Ce qui nous amène au deuxième résultat de cette étude approfondie : si l’on considère les activités que l’homme et la machine doivent effectuer, l’homme est généralement plus performant que le robot. Certes, les robots humanoïdes peuvent aussi marcher et courir. Mais si l’on met en relation la vitesse de marche ou de course avec la masse corporelle, le poids ou la consommation d’énergie, la plupart des robots ne peuvent plus rivaliser. Avec 6,1 mètres par seconde, le robot MIT-Cheetah (en français "guépard") court certes plus vite qu’un homme qui fait son jogging et fait ainsi honneur à son nom. Mais le robot à quatre pattes consomme beaucoup d’énergie (973 watts) et n’est utilisé que dans des conditions de laboratoire. En outre, l’homme dépasse nettement le robot en termes d’endurance et de durée de fonctionnement.

Karaté kid avec des articulations raides

Pour certaines fonctions, les robots profitent de leur précision. "Lorsqu’il s’agit par exemple de se tenir en équilibre sur une jambe, le robot peut sans problème rigidifier ses articulations, alors que chez l’homme, tout est un peu bancal - et demande nettement plus d’énergie. Le robot peut en outre reconnaître exactement l’angle de ses articulations et répéter des mouvements avec une grande précision - c’est assez impressionnant et rappelle un peu le karaté kid", explique Robert Riener.

Pour une autre fonction de mouvement, la préhension d’objets, le bilan est mitigé : Les robots peuvent certes saisir des objets extrêmement rapidement, mais ils ne nous surpassent pas encore en ce qui concerne les nombreux mouvements de la main et les capacités de manipulation de nos doigts. Lorsqu’il s’agit d’effectuer différents mouvements comme nager, ramper ou sauter, les robots présentent une autre faiblesse : ils ne peuvent effectuer que certains mouvements de cette palette. La plupart des humains, en revanche, sont capables d’exécuter sans effort plusieurs de ces mouvements et de les combiner. La nouvelle étude cite le jeu de football comme exemple : dribbler, faire des têtes ou même comprendre la stratégie des autres joueurs, les machines en sont encore loin.

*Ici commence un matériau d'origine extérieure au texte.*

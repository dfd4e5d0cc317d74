use super::*;
use crate::{
    notify::{ChannelNotifier, Notification},
    optimistic::{MutationOutcome, DEFAULT_NETWORK_ERROR, DEFAULT_UPSERT_FAILED},
    store::MemoryStore,
};
use axum::{
    extract::{Query, State},
    http::StatusCode,
    response::{IntoResponse, Response as AxumResponse},
    routing::{delete, post},
    Json, Router,
};
use tokio::{
    net::TcpListener,
    sync::{mpsc, Mutex},
};

#[derive(Clone, Debug, PartialEq, Eq)]
enum Received {
    Create(CreateFeedbackRequest),
    Remove(RemoveFeedbackQuery),
}

#[derive(Clone, Copy)]
enum Reply {
    Ok,
    Json(StatusCode, &'static str),
    Html(StatusCode),
}

#[derive(Clone)]
struct FeedbackServerState {
    received: Arc<Mutex<Vec<Received>>>,
    reply: Reply,
}

fn reply(reply: Reply) -> AxumResponse {
    match reply {
        Reply::Ok => (StatusCode::OK, Json(serde_json::json!({}))).into_response(),
        Reply::Json(status, raw) => {
            let body: serde_json::Value = serde_json::from_str(raw).expect("reply json");
            (status, Json(body)).into_response()
        }
        Reply::Html(status) => (status, "<html>bad gateway</html>").into_response(),
    }
}

async fn handle_create(
    State(state): State<FeedbackServerState>,
    Json(request): Json<CreateFeedbackRequest>,
) -> AxumResponse {
    state.received.lock().await.push(Received::Create(request));
    reply(state.reply)
}

async fn handle_remove(
    State(state): State<FeedbackServerState>,
    Query(query): Query<RemoveFeedbackQuery>,
) -> AxumResponse {
    state.received.lock().await.push(Received::Remove(query));
    reply(state.reply)
}

async fn spawn_feedback_server(reply: Reply) -> (String, Arc<Mutex<Vec<Received>>>) {
    std::env::set_var("NO_PROXY", "127.0.0.1,localhost");
    let listener = TcpListener::bind("127.0.0.1:0").await.expect("bind");
    let addr = listener.local_addr().expect("addr");
    let state = FeedbackServerState {
        received: Arc::new(Mutex::new(Vec::new())),
        reply,
    };
    let received = state.received.clone();
    let app = Router::new()
        .route(CREATE_FEEDBACK_PATH, post(handle_create))
        .route(REMOVE_FEEDBACK_PATH, delete(handle_remove))
        .with_state(state);
    tokio::spawn(async move {
        let _ = axum::serve(listener, app).await;
    });
    (format!("http://{addr}"), received)
}

fn controller_for(
    server_url: &str,
    entries: impl IntoIterator<Item = (MessageId, FeedbackValue)>,
) -> (
    FeedbackController,
    Arc<MemoryStore<MessageId, FeedbackValue>>,
    mpsc::UnboundedReceiver<Notification>,
) {
    let store = Arc::new(MemoryStore::from_entries(entries));
    let (notifier, notifications) = ChannelNotifier::new();
    let settings = ClientSettings {
        server_url: server_url.to_string(),
        ..ClientSettings::default()
    };
    let controller =
        FeedbackController::from_settings(&settings, store.clone(), Arc::new(notifier))
            .expect("controller");
    (controller, store, notifications)
}

#[tokio::test]
async fn submit_posts_feedback_with_extra_fields() {
    let (server_url, received) = spawn_feedback_server(Reply::Ok).await;
    let (controller, store, mut notifications) = controller_for(&server_url, [(MessageId(7), None)]);

    let outcome = controller
        .submit(
            MessageId(7),
            FeedbackType::Dislike,
            Some(FeedbackExtra {
                feedback_text: Some("cited the wrong doc".into()),
                predefined_feedback: Some("Retrieved documents were irrelevant".into()),
            }),
        )
        .await;

    assert_eq!(outcome, MutationOutcome::Committed);
    assert_eq!(store.get(&MessageId(7)), Some(Some(FeedbackType::Dislike)));
    assert!(notifications.try_recv().is_err());
    assert_eq!(
        *received.lock().await,
        vec![Received::Create(CreateFeedbackRequest {
            chat_message_id: MessageId(7),
            is_positive: false,
            feedback_text: Some("cited the wrong doc".into()),
            predefined_feedback: Some("Retrieved documents were irrelevant".into()),
        })]
    );
}

#[tokio::test]
async fn forbidden_removal_rolls_back_and_surfaces_detail() {
    let (server_url, received) =
        spawn_feedback_server(Reply::Json(StatusCode::FORBIDDEN, r#"{"detail":"Forbidden"}"#))
            .await;
    let (controller, store, mut notifications) =
        controller_for(&server_url, [(MessageId(42), Some(FeedbackType::Like))]);

    let handle = controller.remove(MessageId(42));
    assert_eq!(store.get(&MessageId(42)), Some(None));

    assert_eq!(
        handle.await,
        MutationOutcome::RolledBack {
            message: "Forbidden".into()
        }
    );
    assert_eq!(store.get(&MessageId(42)), Some(Some(FeedbackType::Like)));
    assert_eq!(
        notifications.try_recv().expect("notification"),
        Notification::error("Forbidden")
    );
    assert!(notifications.try_recv().is_err());
    assert_eq!(
        *received.lock().await,
        vec![Received::Remove(RemoveFeedbackQuery {
            chat_message_id: 42
        })]
    );
}

#[tokio::test]
async fn message_field_is_used_when_detail_absent() {
    let (server_url, _) = spawn_feedback_server(Reply::Json(
        StatusCode::UNPROCESSABLE_ENTITY,
        r#"{"message":"feedback text too long"}"#,
    ))
    .await;
    let (controller, store, _notifications) = controller_for(&server_url, [(MessageId(3), None)]);

    let outcome = controller
        .submit(MessageId(3), FeedbackType::Like, Some(FeedbackExtra::text("x")))
        .await;

    assert_eq!(
        outcome,
        MutationOutcome::RolledBack {
            message: "feedback text too long".into()
        }
    );
    assert_eq!(store.get(&MessageId(3)), Some(None));
}

#[tokio::test]
async fn non_json_error_body_falls_back_to_default_message() {
    let (server_url, _) = spawn_feedback_server(Reply::Html(StatusCode::BAD_GATEWAY)).await;
    let (controller, store, mut notifications) = controller_for(&server_url, [(MessageId(5), None)]);

    let outcome = controller.submit(MessageId(5), FeedbackType::Like, None).await;

    assert_eq!(
        outcome,
        MutationOutcome::RolledBack {
            message: DEFAULT_UPSERT_FAILED.into()
        }
    );
    assert_eq!(store.get(&MessageId(5)), Some(None));
    assert_eq!(
        notifications.try_recv().expect("notification").message,
        DEFAULT_UPSERT_FAILED
    );
}

#[tokio::test]
async fn unreachable_server_reports_network_error() {
    std::env::set_var("NO_PROXY", "127.0.0.1,localhost");
    let listener = TcpListener::bind("127.0.0.1:0").await.expect("bind");
    let addr = listener.local_addr().expect("addr");
    drop(listener);

    let (controller, store, mut notifications) = controller_for(
        &format!("http://{addr}"),
        [(MessageId(9), Some(FeedbackType::Dislike))],
    );

    let outcome = controller.submit(MessageId(9), FeedbackType::Like, None).await;

    assert_eq!(
        outcome,
        MutationOutcome::RolledBack {
            message: DEFAULT_NETWORK_ERROR.into()
        }
    );
    assert_eq!(store.get(&MessageId(9)), Some(Some(FeedbackType::Dislike)));
    assert_eq!(
        notifications.try_recv().expect("notification"),
        Notification::error(DEFAULT_NETWORK_ERROR)
    );
}

#[tokio::test]
async fn toggle_clears_active_rating_and_switches_otherwise() {
    let (server_url, received) = spawn_feedback_server(Reply::Ok).await;
    let (controller, store, _notifications) =
        controller_for(&server_url, [(MessageId(1), Some(FeedbackType::Like))]);

    assert!(controller
        .toggle(MessageId(1), FeedbackType::Like, None)
        .await
        .is_committed());
    assert_eq!(controller.current(MessageId(1)), Some(None));

    assert!(controller
        .toggle(MessageId(1), FeedbackType::Dislike, None)
        .await
        .is_committed());
    assert_eq!(store.get(&MessageId(1)), Some(Some(FeedbackType::Dislike)));

    assert_eq!(
        *received.lock().await,
        vec![
            Received::Remove(RemoveFeedbackQuery { chat_message_id: 1 }),
            Received::Create(CreateFeedbackRequest::new(
                MessageId(1),
                FeedbackType::Dislike
            )),
        ]
    );
}

#[tokio::test]
async fn unknown_message_is_skipped_without_request() {
    let (server_url, received) = spawn_feedback_server(Reply::Ok).await;
    let (controller, _store, _notifications) = controller_for(&server_url, []);

    let outcome = controller.submit(MessageId(404), FeedbackType::Like, None).await;

    assert_eq!(outcome, MutationOutcome::Skipped);
    assert!(received.lock().await.is_empty());
}

#[test]
fn endpoints_keep_server_path_prefix() {
    let remote = HttpFeedbackRemote::new("https://chat.example.com/api", None).expect("remote");
    assert_eq!(
        remote.endpoint(CREATE_FEEDBACK_PATH).expect("url").as_str(),
        "https://chat.example.com/api/chat/create-chat-message-feedback"
    );

    let remote = HttpFeedbackRemote::new("http://127.0.0.1:8080/", None).expect("remote");
    assert_eq!(
        remote.endpoint(REMOVE_FEEDBACK_PATH).expect("url").as_str(),
        "http://127.0.0.1:8080/chat/remove-chat-message-feedback"
    );
}

#[test]
fn invalid_server_url_is_rejected() {
    assert!(HttpFeedbackRemote::new("not a url", None).is_err());
}
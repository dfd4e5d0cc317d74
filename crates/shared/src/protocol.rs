use serde::{Deserialize, Serialize};

use crate::domain::{FeedbackType, MessageId};

pub const CREATE_FEEDBACK_PATH: &str = "/chat/create-chat-message-feedback";
pub const REMOVE_FEEDBACK_PATH: &str = "/chat/remove-chat-message-feedback";

#[derive(Debug, Clone, PartialEq, Eq, Serialize, Deserialize)]
pub struct CreateFeedbackRequest {
    pub chat_message_id: MessageId,
    pub is_positive: bool,
    #[serde(default, skip_serializing_if = "Option::is_none")]
    pub feedback_text: Option<String>,
    #[serde(default, skip_serializing_if = "Option::is_none")]
    pub predefined_feedback: Option<String>,
}

impl CreateFeedbackRequest {
    pub fn new(chat_message_id: MessageId, feedback: FeedbackType) -> Self {
        Self {
            chat_message_id,
            is_positive: feedback.is_positive(),
            feedback_text: None,
            predefined_feedback: None,
        }
    }
}

#[derive(Debug, Clone, Copy, PartialEq, Eq, Serialize, Deserialize)]
pub struct RemoveFeedbackQuery {
    pub chat_message_id: i64,
}
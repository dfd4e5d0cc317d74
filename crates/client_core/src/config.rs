use std::{collections::HashMap, fs, path::Path};

use tracing::warn;

use crate::optimistic::{
    FallbackMessages, DEFAULT_DELETE_FAILED, DEFAULT_NETWORK_ERROR, DEFAULT_UPSERT_FAILED,
};

pub const DEFAULT_SETTINGS_FILE: &str = "client.toml";

#[derive(Debug, Clone, PartialEq, Eq)]
pub struct ClientSettings {
    pub server_url: String,
    /// Applies to the HTTP client only. The coordinator waits for the remote
    /// however long it takes.
    pub http_timeout_seconds: Option<u64>,
    pub strict_keys: bool,
    pub upsert_failed_message: String,
    pub delete_failed_message: String,
    pub network_error_message: String,
}

impl Default for ClientSettings {
    fn default() -> Self {
        Self {
            server_url: "http://127.0.0.1:8080".into(),
            http_timeout_seconds: None,
            strict_keys: false,
            upsert_failed_message: DEFAULT_UPSERT_FAILED.into(),
            delete_failed_message: DEFAULT_DELETE_FAILED.into(),
            network_error_message: DEFAULT_NETWORK_ERROR.into(),
        }
    }
}

impl ClientSettings {
    pub fn fallback_messages(&self) -> FallbackMessages {
        FallbackMessages {
            upsert_failed: self.upsert_failed_message.clone(),
            delete_failed: self.delete_failed_message.clone(),
            network_error: self.network_error_message.clone(),
        }
    }
}

pub fn load_settings() -> ClientSettings {
    load_settings_from(Path::new(DEFAULT_SETTINGS_FILE), |name| {
        std::env::var(name).ok()
    })
}

/// Defaults, then the flat `key = "value"` file at `path` if readable, then
/// environment variables looked up through `env`.
pub fn load_settings_from(path: &Path, env: impl Fn(&str) -> Option<String>) -> ClientSettings {
    let mut settings = ClientSettings::default();

    if let Ok(raw) = fs::read_to_string(path) {
        match toml::from_str::<HashMap<String, String>>(&raw) {
            Ok(file_cfg) => {
                for (key, value) in &file_cfg {
                    apply(&mut settings, key, value);
                }
            }
            Err(err) => warn!(path = %path.display(), error = %err, "ignoring malformed settings file"),
        }
    }

    for (var, key) in [
        ("SERVER_URL", "server_url"),
        ("APP__SERVER_URL", "server_url"),
        ("APP__HTTP_TIMEOUT_SECONDS", "http_timeout_seconds"),
        ("APP__STRICT_KEYS", "strict_keys"),
        ("APP__FEEDBACK_SUBMIT_FAILED", "upsert_failed_message"),
        ("APP__FEEDBACK_REMOVE_FAILED", "delete_failed_message"),
        ("APP__NETWORK_ERROR", "network_error_message"),
    ] {
        if let Some(value) = env(var) {
            apply(&mut settings, key, &value);
        }
    }

    settings
}

fn apply(settings: &mut ClientSettings, key: &str, value: &str) {
    match key {
        "server_url" => settings.server_url = value.trim().to_string(),
        "http_timeout_seconds" => match value.trim().parse::<u64>() {
            Ok(0) => settings.http_timeout_seconds = None,
            Ok(seconds) => settings.http_timeout_seconds = Some(seconds),
            Err(_) => warn!(key, value, "ignoring non-numeric timeout"),
        },
        "strict_keys" => match parse_bool(value) {
            Some(strict) => settings.strict_keys = strict,
            None => warn!(key, value, "ignoring non-boolean setting"),
        },
        "upsert_failed_message" => settings.upsert_failed_message = value.to_string(),
        "delete_failed_message" => settings.delete_failed_message = value.to_string(),
        "network_error_message" => settings.network_error_message = value.to_string(),
        other => warn!(key = other, "ignoring unknown setting"),
    }
}

fn parse_bool(raw: &str) -> Option<bool> {
    match raw.trim().to_ascii_lowercase().as_str() {
        "1" | "true" | "yes" | "on" => Some(true),
        "0" | "false" | "no" | "off" => Some(false),
        _ => None,
    }
}
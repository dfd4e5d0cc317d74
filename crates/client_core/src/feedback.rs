use std::{sync::Arc, time::Duration};

use anyhow::{Context, Result};
use async_trait::async_trait;
use reqwest::{Client, Response};
use shared::{
    domain::{FeedbackType, MessageId},
    error::ErrorBody,
    protocol::{
        CreateFeedbackRequest, RemoveFeedbackQuery, CREATE_FEEDBACK_PATH, REMOVE_FEEDBACK_PATH,
    },
};
use tracing::debug;
use url::Url;

use crate::{
    config::ClientSettings,
    notify::Notifier,
    optimistic::{MutationHandle, OptimisticCoordinator},
    remote::{MutationRemote, RemoteError, RemoteResult},
    store::StateStore,
};

/// Local value of a message's feedback. `None` is the cleared state.
pub type FeedbackValue = Option<FeedbackType>;

#[derive(Debug, Clone, Default, PartialEq, Eq)]
pub struct FeedbackExtra {
    pub feedback_text: Option<String>,
    pub predefined_feedback: Option<String>,
}

impl FeedbackExtra {
    pub fn text(feedback_text: impl Into<String>) -> Self {
        Self {
            feedback_text: Some(feedback_text.into()),
            predefined_feedback: None,
        }
    }
}

pub struct HttpFeedbackRemote {
    http: Client,
    base_url: Url,
}

impl HttpFeedbackRemote {
    pub fn new(server_url: &str, timeout: Option<Duration>) -> Result<Self> {
        let server_url = server_url.trim();
        // Keep any path prefix when joining endpoint paths.
        let normalized = if server_url.ends_with('/') {
            server_url.to_string()
        } else {
            format!("{server_url}/")
        };
        let base_url = Url::parse(&normalized)
            .with_context(|| format!("invalid server url '{server_url}'"))?;
        let mut builder = Client::builder();
        if let Some(timeout) = timeout {
            builder = builder.timeout(timeout);
        }
        let http = builder.build().context("failed to build http client")?;
        Ok(Self { http, base_url })
    }

    pub fn from_settings(settings: &ClientSettings) -> Result<Self> {
        Self::new(
            &settings.server_url,
            settings.http_timeout_seconds.map(Duration::from_secs),
        )
    }

    fn endpoint(&self, path: &str) -> std::result::Result<Url, RemoteError> {
        self.base_url
            .join(path.trim_start_matches('/'))
            .map_err(|err| RemoteError::Transport(format!("invalid endpoint {path}: {err}")))
    }
}

async fn settle(response: std::result::Result<Response, reqwest::Error>) -> RemoteResult {
    let response = response.map_err(|err| RemoteError::Transport(err.to_string()))?;
    let status = response.status();
    if status.is_success() {
        return Ok(());
    }
    let body = match response.bytes().await {
        Ok(raw) => ErrorBody::from_bytes(&raw),
        Err(err) => {
            debug!(%status, error = %err, "failed to read error body");
            ErrorBody::default()
        }
    };
    Err(RemoteError::rejected(status.as_u16(), body))
}

#[async_trait]
impl MutationRemote<MessageId, FeedbackValue, FeedbackExtra> for HttpFeedbackRemote {
    async fn upsert(
        &self,
        key: &MessageId,
        value: &FeedbackValue,
        extra: Option<&FeedbackExtra>,
    ) -> RemoteResult {
        let Some(feedback) = value else {
            return Err(RemoteError::Rejected {
                status: None,
                body: ErrorBody::with_message("cannot submit empty feedback"),
            });
        };
        let mut request = CreateFeedbackRequest::new(*key, *feedback);
        if let Some(extra) = extra {
            request.feedback_text = extra.feedback_text.clone();
            request.predefined_feedback = extra.predefined_feedback.clone();
        }
        let url = self.endpoint(CREATE_FEEDBACK_PATH)?;
        settle(self.http.post(url).json(&request).send().await).await
    }

    async fn delete(&self, key: &MessageId) -> RemoteResult {
        let url = self.endpoint(REMOVE_FEEDBACK_PATH)?;
        settle(
            self.http
                .delete(url)
                .query(&RemoveFeedbackQuery {
                    chat_message_id: key.0,
                })
                .send()
                .await,
        )
        .await
    }
}

/// Like/dislike controls on chat messages.
#[derive(Clone)]
pub struct FeedbackController {
    coordinator: OptimisticCoordinator<MessageId, FeedbackValue, FeedbackExtra>,
}

impl FeedbackController {
    pub fn new(coordinator: OptimisticCoordinator<MessageId, FeedbackValue, FeedbackExtra>) -> Self {
        Self { coordinator }
    }

    pub fn from_settings(
        settings: &ClientSettings,
        store: Arc<dyn StateStore<MessageId, FeedbackValue>>,
        notifier: Arc<dyn Notifier>,
    ) -> Result<Self> {
        let remote = HttpFeedbackRemote::from_settings(settings)?;
        let coordinator: OptimisticCoordinator<MessageId, FeedbackValue, FeedbackExtra> =
            OptimisticCoordinator::new(store, Arc::new(remote), notifier)
            .with_messages(settings.fallback_messages())
            .with_strict_keys(settings.strict_keys);
        Ok(Self::new(coordinator))
    }

    pub fn current(&self, message_id: MessageId) -> Option<FeedbackValue> {
        self.coordinator.store().get(&message_id)
    }

    pub fn submit(
        &self,
        message_id: MessageId,
        feedback: FeedbackType,
        extra: Option<FeedbackExtra>,
    ) -> MutationHandle {
        self.coordinator
            .perform_mutation(message_id, Some(feedback), false, extra)
    }

    pub fn remove(&self, message_id: MessageId) -> MutationHandle {
        self.coordinator
            .perform_mutation(message_id, None, true, None)
    }

    /// Clicking the active rating clears it; any other click sets it.
    pub fn toggle(
        &self,
        message_id: MessageId,
        feedback: FeedbackType,
        extra: Option<FeedbackExtra>,
    ) -> MutationHandle {
        if self.current(message_id) == Some(Some(feedback)) {
            self.remove(message_id)
        } else {
            self.submit(message_id, feedback, extra)
        }
    }
}

#[cfg(test)]
#[path = "tests/feedback_tests.rs"]
mod tests;
use serde::{Deserialize, Serialize};
use tokio::sync::mpsc;
use tracing::{info, warn};

#[derive(Debug, Clone, Copy, PartialEq, Eq, Serialize, Deserialize)]
#[serde(rename_all = "snake_case")]
pub enum NotificationKind {
    Error,
    Success,
}

/// Transient user-visible message. Display and dismissal belong to the notifier.
#[derive(Debug, Clone, PartialEq, Eq, Serialize, Deserialize)]
pub struct Notification {
    pub message: String,
    pub kind: NotificationKind,
}

impl Notification {
    pub fn error(message: impl Into<String>) -> Self {
        Self {
            message: message.into(),
            kind: NotificationKind::Error,
        }
    }

    pub fn success(message: impl Into<String>) -> Self {
        Self {
            message: message.into(),
            kind: NotificationKind::Success,
        }
    }
}

pub trait Notifier: Send + Sync {
    /// Enqueues without blocking.
    fn show(&self, notification: Notification);
}

/// Hands notifications to a UI loop over an unbounded queue.
pub struct ChannelNotifier {
    tx: mpsc::UnboundedSender<Notification>,
}

impl ChannelNotifier {
    pub fn new() -> (Self, mpsc::UnboundedReceiver<Notification>) {
        let (tx, rx) = mpsc::unbounded_channel();
        (Self { tx }, rx)
    }
}

impl Notifier for ChannelNotifier {
    fn show(&self, notification: Notification) {
        if let Err(err) = self.tx.send(notification) {
            warn!(text = %err.0.message, "notification dropped: receiver closed");
        }
    }
}

pub struct TracingNotifier;

impl Notifier for TracingNotifier {
    fn show(&self, notification: Notification) {
        match notification.kind {
            NotificationKind::Error => warn!(text = %notification.message, "user notification"),
            NotificationKind::Success => info!(text = %notification.message, "user notification"),
        }
    }
}
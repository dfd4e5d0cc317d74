use std::sync::Arc;

use anyhow::{Context, Result};
use clap::{Parser, ValueEnum};
use client_core::{
    load_settings, ChannelNotifier, FeedbackController, FeedbackExtra, FeedbackValue, MemoryStore,
    MutationOutcome, StateStore,
};
use shared::domain::{FeedbackType, MessageId};
use tracing::info;
use tracing_subscriber::EnvFilter;

#[derive(Debug, Clone, Copy, ValueEnum)]
enum Action {
    Like,
    Dislike,
    Remove,
    ToggleLike,
    ToggleDislike,
}

#[derive(Debug, Clone, Copy, ValueEnum)]
enum Current {
    None,
    Like,
    Dislike,
}

impl From<Current> for FeedbackValue {
    fn from(value: Current) -> Self {
        match value {
            Current::None => None,
            Current::Like => Some(FeedbackType::Like),
            Current::Dislike => Some(FeedbackType::Dislike),
        }
    }
}

#[derive(Parser, Debug)]
struct Args {
    /// Overrides the server url from client.toml / environment.
    #[arg(long)]
    server_url: Option<String>,
    #[arg(long)]
    message_id: i64,
    #[arg(long, value_enum)]
    action: Action,
    /// Feedback currently shown for the message.
    #[arg(long, value_enum, default_value = "none")]
    current: Current,
    #[arg(long)]
    text: Option<String>,
    #[arg(long)]
    predefined: Option<String>,
}

#[tokio::main]
async fn main() -> Result<()> {
    tracing_subscriber::fmt()
        .with_env_filter(
            EnvFilter::try_from_default_env().unwrap_or_else(|_| EnvFilter::new("info")),
        )
        .init();
    let args = Args::parse();

    let mut settings = load_settings();
    if let Some(server_url) = args.server_url {
        settings.server_url = server_url;
    }
    info!(server_url = %settings.server_url, "feedback client starting");

    let message_id = MessageId(args.message_id);
    let store = Arc::new(MemoryStore::from_entries([(
        message_id,
        FeedbackValue::from(args.current),
    )]));
    let (notifier, mut notifications) = ChannelNotifier::new();
    let controller = FeedbackController::from_settings(&settings, store.clone(), Arc::new(notifier))
        .context("failed to build feedback controller")?;

    let extra = (args.text.is_some() || args.predefined.is_some()).then(|| FeedbackExtra {
        feedback_text: args.text,
        predefined_feedback: args.predefined,
    });
    let handle = match args.action {
        Action::Like => controller.submit(message_id, FeedbackType::Like, extra),
        Action::Dislike => controller.submit(message_id, FeedbackType::Dislike, extra),
        Action::Remove => controller.remove(message_id),
        Action::ToggleLike => controller.toggle(message_id, FeedbackType::Like, extra),
        Action::ToggleDislike => controller.toggle(message_id, FeedbackType::Dislike, extra),
    };
    println!(
        "optimistic value for message {message_id}: {}",
        describe(store.get(&message_id).flatten())
    );

    let outcome = handle.await;
    match &outcome {
        MutationOutcome::Committed => println!("committed"),
        MutationOutcome::RolledBack { message } => println!("rolled back: {message}"),
        MutationOutcome::Skipped => println!("skipped: message {message_id} is not tracked"),
        MutationOutcome::Interrupted => println!("interrupted before settling"),
    }
    println!(
        "final value for message {message_id}: {}",
        describe(store.get(&message_id).flatten())
    );

    while let Ok(notification) = notifications.try_recv() {
        println!("notification: {}", serde_json::to_string(&notification)?);
    }

    Ok(())
}

fn describe(value: FeedbackValue) -> String {
    value.map_or_else(|| "none".to_string(), |feedback| feedback.to_string())
}
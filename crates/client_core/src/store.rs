use std::{
    collections::HashMap,
    fmt::Debug,
    hash::Hash,
    sync::{
        atomic::{AtomicBool, Ordering},
        RwLock, RwLockReadGuard, RwLockWriteGuard,
    },
};

use thiserror::Error;
use tokio::sync::broadcast;
use tracing::debug;

const STORE_CHANGE_CAPACITY: usize = 256;

#[derive(Debug, Clone, PartialEq, Eq, Error)]
pub enum StoreError {
    #[error("state store has been closed")]
    Closed,
}

#[derive(Debug, Clone, PartialEq, Eq)]
pub struct StoreChange<K, V> {
    pub key: K,
    pub value: V,
}

/// Shared client state addressed by key.
///
/// `get` and `set` are synchronous and must not suspend.
pub trait StateStore<K, V>: Send + Sync {
    fn get(&self, key: &K) -> Option<V>;
    fn set(&self, key: &K, value: V) -> Result<(), StoreError>;
    fn subscribe(&self) -> broadcast::Receiver<StoreChange<K, V>>;
}

pub struct MemoryStore<K, V> {
    entries: RwLock<HashMap<K, V>>,
    closed: AtomicBool,
    changes: broadcast::Sender<StoreChange<K, V>>,
}

impl<K, V> MemoryStore<K, V>
where
    K: Clone + Eq + Hash + Debug + Send + Sync,
    V: Clone + Debug + Send + Sync,
{
    pub fn new() -> Self {
        Self::from_entries(std::iter::empty())
    }

    pub fn from_entries(entries: impl IntoIterator<Item = (K, V)>) -> Self {
        let (changes, _) = broadcast::channel(STORE_CHANGE_CAPACITY);
        Self {
            entries: RwLock::new(entries.into_iter().collect()),
            closed: AtomicBool::new(false),
            changes,
        }
    }

    /// Tears the store down. Later writes are refused with [`StoreError::Closed`].
    pub fn close(&self) {
        self.closed.store(true, Ordering::SeqCst);
    }

    pub fn is_closed(&self) -> bool {
        self.closed.load(Ordering::SeqCst)
    }

    pub fn len(&self) -> usize {
        self.read().len()
    }

    pub fn is_empty(&self) -> bool {
        self.read().is_empty()
    }

    fn read(&self) -> RwLockReadGuard<'_, HashMap<K, V>> {
        self.entries
            .read()
            .unwrap_or_else(|poisoned| poisoned.into_inner())
    }

    fn write(&self) -> RwLockWriteGuard<'_, HashMap<K, V>> {
        self.entries
            .write()
            .unwrap_or_else(|poisoned| poisoned.into_inner())
    }
}

impl<K, V> Default for MemoryStore<K, V>
where
    K: Clone + Eq + Hash + Debug + Send + Sync,
    V: Clone + Debug + Send + Sync,
{
    fn default() -> Self {
        Self::new()
    }
}

impl<K, V> StateStore<K, V> for MemoryStore<K, V>
where
    K: Clone + Eq + Hash + Debug + Send + Sync,
    V: Clone + Debug + Send + Sync,
{
    fn get(&self, key: &K) -> Option<V> {
        self.read().get(key).cloned()
    }

    fn set(&self, key: &K, value: V) -> Result<(), StoreError> {
        if self.is_closed() {
            return Err(StoreError::Closed);
        }
        self.write().insert(key.clone(), value.clone());
        if self
            .changes
            .send(StoreChange {
                key: key.clone(),
                value,
            })
            .is_err()
        {
            debug!(?key, "store change had no subscribers");
        }
        Ok(())
    }

    fn subscribe(&self) -> broadcast::Receiver<StoreChange<K, V>> {
        self.changes.subscribe()
    }
}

Les robots peuvent nous aider à l’avenir

Les robots humanoïdes sont-ils donc aujourd’hui plus un gadget ? "C’est incroyable les progrès que la robotique a faits ces dernières années. Nous aimerions avoir des robots près de nous pour qu’ils nous aident dans des tâches difficiles ou dangereuses. Cependant, nos environnements fabriqués par l’homme sont très complexes et il n’est donc pas si simple que les robots fonctionnent de manière autonome et sans erreur dans ces environnements. Mais je suis persuadé que nous parviendrons bientôt à construire des robots plus intelligents, capables de mieux interagir avec nous, les humains, grâce aux composants techniques performants dont nous disposons", explique Riener. Selon Riener, une prochaine étape importante serait d’entreprendre des efforts supplémentaires en matière de technique des systèmes et de régulation afin de mieux relier les composants performants existants.


On peut alors imaginer une utilisation dans le domaine des soins, de la construction ou du ménage, c’est-à-dire partout où un soutien urgent est nécessaire pour soulager le personnel et aider par exemple les personnes à mobilité réduite.